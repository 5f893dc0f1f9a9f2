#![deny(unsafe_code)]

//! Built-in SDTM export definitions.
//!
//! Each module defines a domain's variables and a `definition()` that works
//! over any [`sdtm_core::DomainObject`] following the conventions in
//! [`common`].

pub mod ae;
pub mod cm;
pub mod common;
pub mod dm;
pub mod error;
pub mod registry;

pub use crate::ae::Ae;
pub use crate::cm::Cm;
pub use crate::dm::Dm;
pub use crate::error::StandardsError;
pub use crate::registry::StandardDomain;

:: Task goal ::
Where the line containing "SDTM export definitions." appears, begin a word-for-word copy and carry it through the last line of the listing, leaving out all other lines.

:: Reply ::
//! Built-in SDTM export definitions.
//!
//! Each module defines a domain's variables and a `definition()` that works
//! over any [`sdtm_core::DomainObject`] following the conventions in
//! [`common`].

pub mod ae;
pub mod cm;
pub mod common;
pub mod dm;
pub mod error;
pub mod registry;

pub use crate::ae::Ae;
pub use crate::cm::Cm;
pub use crate::dm::Dm;
pub use crate::error::StandardsError;
pub use crate::registry::StandardDomain;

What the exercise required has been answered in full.